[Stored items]
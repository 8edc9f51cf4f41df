use std::time::Duration;

use ratatui::Frame;
use ratatui::layout::Rect;
use ratatui::widgets::Clear;
use ratatui_image::StatefulImage;
use ratatui_image::picker::Picker;
use ratatui_image::protocol::StatefulProtocol;
use tracing::{debug, warn};

use crate::error::{AppError, AppResult};
use crate::gallery::{CropRect, RgbaFrame};

use super::encode::{EncodeJob, EncodeOutcome, EncodeWorker, fit_mode};
use super::image_ops::fit_within;
use super::protocol_cache::{
    DEFAULT_BUDGET_BYTES, DEFAULT_MAX_ENTRIES, ProtocolCache, ProtocolKey, ProtocolSlot,
};
use super::terminal_cell::{picker_with_resolved_cell_size, protocol_type_label};
use super::traits::{FrameKey, ImagePresenter, Viewport};

const ENCODE_FAILED: &str = "failed to encode terminal image";

/// Presenter backed by `ratatui-image`. Encoding runs on a worker thread; the
/// UI thread only draws protocols that are already built.
pub struct RatatuiImagePresenter {
    picker: Picker,
    protocol_label: &'static str,
    queried: bool,
    pub(crate) cache: ProtocolCache,
    current: Option<ProtocolKey>,
    /// Last key drawn from a ready protocol; stays up while `current` encodes.
    on_screen: Option<ProtocolKey>,
    generation: u64,
    last_encode: Option<Duration>,
    worker: EncodeWorker,
}

impl Default for RatatuiImagePresenter {
    fn default() -> Self {
        Self::with_cache_limits(DEFAULT_MAX_ENTRIES, DEFAULT_BUDGET_BYTES)
    }
}

impl RatatuiImagePresenter {
    pub fn new() -> Self {
        Self::default()
    }

    pub fn with_cache_limits(max_entries: usize, budget_bytes: usize) -> Self {
        Self {
            picker: Picker::halfblocks(),
            protocol_label: "halfblocks",
            queried: false,
            cache: ProtocolCache::new(max_entries, budget_bytes),
            current: None,
            on_screen: None,
            generation: 0,
            last_encode: None,
            worker: EncodeWorker::spawn(),
        }
    }

    pub fn cache_len(&self) -> usize {
        self.cache.len()
    }

    pub fn cache_hit_rate(&self) -> f64 {
        self.cache.hit_rate()
    }

    pub fn last_encode_duration(&self) -> Option<Duration> {
        self.last_encode
    }

    pub(crate) fn shutdown_worker(&mut self) {
        self.worker.shutdown();
    }

    /// Applies finished and superseded encodes. True when the current image changed.
    fn apply_encode_outcomes(&mut self) -> bool {
        let mut current_changed = false;
        while let Some(outcome) = self.worker.try_next() {
            let key = match outcome {
                EncodeOutcome::Finished {
                    key,
                    protocol,
                    elapsed,
                } => {
                    self.last_encode = Some(elapsed);
                    if let Some(slot) = self.cache.slot_mut(&key) {
                        *slot = match protocol {
                            Some(protocol) => ProtocolSlot::Ready(protocol),
                            None => {
                                warn!(work = key.frame.work, "terminal encode failed");
                                ProtocolSlot::Failed
                            }
                        };
                    }
                    key
                }
                EncodeOutcome::Superseded { key, source } => {
                    if let Some(slot) = self.cache.slot_mut(&key) {
                        *slot = ProtocolSlot::Pending(source);
                    }
                    key
                }
            };
            current_changed |= self.current == Some(key);
        }
        current_changed
    }

    /// Starts encoding `key` if its source is still pending. False when the
    /// worker could not take the job.
    fn ensure_encoding(&mut self, key: ProtocolKey, area: Rect) -> bool {
        let cell_px = self.picker.font_size();
        let Some(slot) = self.cache.slot_mut(&key) else {
            return true;
        };
        if !matches!(slot, ProtocolSlot::Pending(_)) {
            return true;
        }
        let ProtocolSlot::Pending(source) = std::mem::replace(slot, ProtocolSlot::Encoding) else {
            return true;
        };

        let (width, height) = cropped_size(&source, key.frame.crop);
        let job = EncodeJob {
            key,
            picker: self.picker.clone(),
            source,
            area: centered_fit_area(width, height, cell_px, area),
            generation: self.generation,
        };
        if self.worker.submit(job) {
            return true;
        }
        if let Some(slot) = self.cache.slot_mut(&key) {
            *slot = ProtocolSlot::Failed;
        }
        false
    }

    /// Draws `key` if its protocol is ready.
    fn draw_ready(&mut self, frame: &mut Frame<'_>, area: Rect, key: ProtocolKey) -> AppResult<bool> {
        let Some(slot) = self.cache.slot_mut(&key) else {
            return Ok(false);
        };
        let ProtocolSlot::Ready(protocol) = slot else {
            return Ok(false);
        };
        let size = protocol.size_for(fit_mode(), area);
        let target = center_rect_within(area, size.width, size.height);
        frame.render_widget(Clear, target);
        frame.render_stateful_widget(
            StatefulImage::<StatefulProtocol>::default().resize(fit_mode()),
            target,
            &mut **protocol,
        );
        if let Some(Err(_)) = protocol.last_encoding_result() {
            *slot = ProtocolSlot::Failed;
            return Err(AppError::unsupported(ENCODE_FAILED));
        }
        Ok(true)
    }
}

impl ImagePresenter for RatatuiImagePresenter {
    fn initialize_terminal(&mut self) -> AppResult<()> {
        if self.queried {
            return Ok(());
        }
        self.queried = true;

        match Picker::from_query_stdio() {
            Ok(picker) => {
                let protocol_type = picker.protocol_type();
                self.protocol_label = protocol_type_label(protocol_type);
                self.picker = picker_with_resolved_cell_size(picker, protocol_type);
                // Anything encoded so far used the halfblocks picker.
                self.cache.clear();
                self.current = None;
                self.on_screen = None;
                debug!(protocol = self.protocol_label, "terminal graphics detected");
            }
            Err(err) => debug!(error = ?err, "graphics query failed; using halfblocks"),
        }
        Ok(())
    }

    fn status_label(&self) -> String {
        format!("ratatui-image/{}", self.protocol_label)
    }

    fn cell_px(&self) -> Option<(u16, u16)> {
        Some(self.picker.font_size())
    }

    fn prepare(&mut self, key: FrameKey, source: &RgbaFrame, viewport: Viewport) -> AppResult<()> {
        self.apply_encode_outcomes();
        let key = ProtocolKey {
            frame: key,
            viewport,
        };
        if !self.cache.touch(&key) {
            self.cache.insert(key, source.clone(), source.byte_len(), true);
        }
        if self.current != Some(key) {
            self.generation = self.generation.wrapping_add(1);
            self.current = Some(key);
        }
        Ok(())
    }

    fn clear_current(&mut self) {
        self.current = None;
        self.on_screen = None;
    }

    fn render(&mut self, frame: &mut Frame<'_>, area: Rect) -> AppResult<bool> {
        self.apply_encode_outcomes();
        let Some(key) = self.current else {
            return Ok(false);
        };
        if area.is_empty() {
            return Ok(false);
        }

        if !self.ensure_encoding(key, area) {
            return Err(AppError::unsupported(ENCODE_FAILED));
        }
        if self.draw_ready(frame, area, key)? {
            self.on_screen = Some(key);
            return Ok(true);
        }
        if matches!(self.cache.slot_mut(&key), Some(ProtocolSlot::Failed)) {
            return Err(AppError::unsupported(ENCODE_FAILED));
        }

        match self.on_screen {
            Some(previous) if previous != key => self.draw_ready(frame, area, previous),
            _ => Ok(false),
        }
    }

    fn has_pending_work(&self) -> bool {
        self.cache.any_encoding()
    }

    fn drain_background_events(&mut self) -> bool {
        self.apply_encode_outcomes()
    }
}

impl Drop for RatatuiImagePresenter {
    fn drop(&mut self) {
        self.worker.shutdown();
    }
}

/// Pixel size of the crop region; crop fields are thousandths of the source.
fn cropped_size(frame: &RgbaFrame, crop: CropRect) -> (u32, u32) {
    let part = |fraction: u16, total: u32| {
        ((u64::from(fraction) * u64::from(total)) / 1000).max(1) as u32
    };
    (part(crop.width, frame.width), part(crop.height, frame.height))
}

/// Cell rectangle inside `area` that an image of the given pixel size fills
/// when scaled to fit.
fn centered_fit_area(width_px: u32, height_px: u32, cell_px: (u16, u16), area: Rect) -> Rect {
    if area.is_empty() {
        return area;
    }
    let cell_w = u32::from(cell_px.0.max(1));
    let cell_h = u32::from(cell_px.1.max(1));
    let (fit_w, fit_h) = fit_within(
        width_px,
        height_px,
        u32::from(area.width) * cell_w,
        u32::from(area.height) * cell_h,
    )
    .unwrap_or((width_px, height_px));

    let cells = |px: u32, cell: u32, max: u16| px.div_ceil(cell).clamp(1, u32::from(max)) as u16;
    center_rect_within(
        area,
        cells(fit_w, cell_w, area.width),
        cells(fit_h, cell_h, area.height),
    )
}

fn center_rect_within(area: Rect, width: u16, height: u16) -> Rect {
    let width = width.clamp(1, area.width.max(1));
    let height = height.clamp(1, area.height.max(1));
    Rect::new(
        area.x + area.width.saturating_sub(width) / 2,
        area.y + area.height.saturating_sub(height) / 2,
        width,
        height,
    )
}
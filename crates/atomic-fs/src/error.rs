//! Error types for atomic-fs

use std::path::PathBuf;

/// Result type for atomic-fs operations
pub type Result<T> = std::result::Result<T, Error>;

/// Errors that can occur in atomic-fs operations
#[derive(Debug, thiserror::Error)]
pub enum Error {
    #[error("I/O error at {path}: {source}")]
    Io {
        path: PathBuf,
        #[source]
        source: std::io::Error,
    },

    #[error("Journal not found at {path}")]
    NotFound { path: PathBuf },

    #[error("Invalid journal at {path}: {reason}")]
    InvalidJournal { path: PathBuf, reason: String },

    #[error("Journal at {path} is locked by another process")]
    Locked { path: PathBuf },

    #[error("Invalid journal entry path: {message}")]
    InvalidPath { message: String },
}

impl Error {
    pub fn io(path: impl Into<PathBuf>, source: std::io::Error) -> Self {
        Self::Io {
            path: path.into(),
            source,
        }
    }

    pub fn invalid_journal(path: impl Into<PathBuf>, reason: impl Into<String>) -> Self {
        Self::InvalidJournal {
            path: path.into(),
            reason: reason.into(),
        }
    }

    /// The OS error code behind this error, if there is one.
    pub fn raw_os_error(&self) -> Option<i32> {
        match self {
            Self::Io { source, .. } => source.raw_os_error(),
            _ => None,
        }
    }
}
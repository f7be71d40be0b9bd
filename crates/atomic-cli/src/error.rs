//! Error types for atomic-cli

use atomic_core::MergeState;

/// Result type for CLI operations
pub type Result<T> = std::result::Result<T, CliError>;

/// Errors that end an `atomic-install` invocation
#[derive(Debug, thiserror::Error)]
pub enum CliError {
    /// Error from atomic-core
    #[error(transparent)]
    Core(#[from] atomic_core::Error),

    /// Standard I/O error
    #[error(transparent)]
    Io(#[from] std::io::Error),

    /// A signal stopped the run after one rollback step
    #[error("{}", interrupted_message(.state))]
    Interrupted { state: Option<MergeState> },
}

fn interrupted_message(state: &Option<MergeState>) -> String {
    match state {
        Some(state) => format!("Interrupted ({state}), rerun with --rollback to finish"),
        None => "Interrupted, transaction rolled back".to_string(),
    }
}

impl CliError {
    /// Process exit status: the OS error code behind the failure when it
    /// fits in an exit status, `EINVAL` for a corrupt journal, 1 otherwise.
    pub fn exit_code(&self) -> i32 {
        let raw = match self {
            Self::Core(e) if e.is_invalid_journal() => Some(libc::EINVAL),
            Self::Core(e) => e.raw_os_error(),
            Self::Io(e) => e.raw_os_error(),
            Self::Interrupted { .. } => None,
        };
        match raw {
            Some(code) if (1..=255).contains(&code) => code,
            _ => 1,
        }
    }
}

Work item ->
All lines in the records that contain "repository" are to be copied and returned.

Your solution ->
repository 8edc9f51cf4f41df
repository f7be71d40be0b9bd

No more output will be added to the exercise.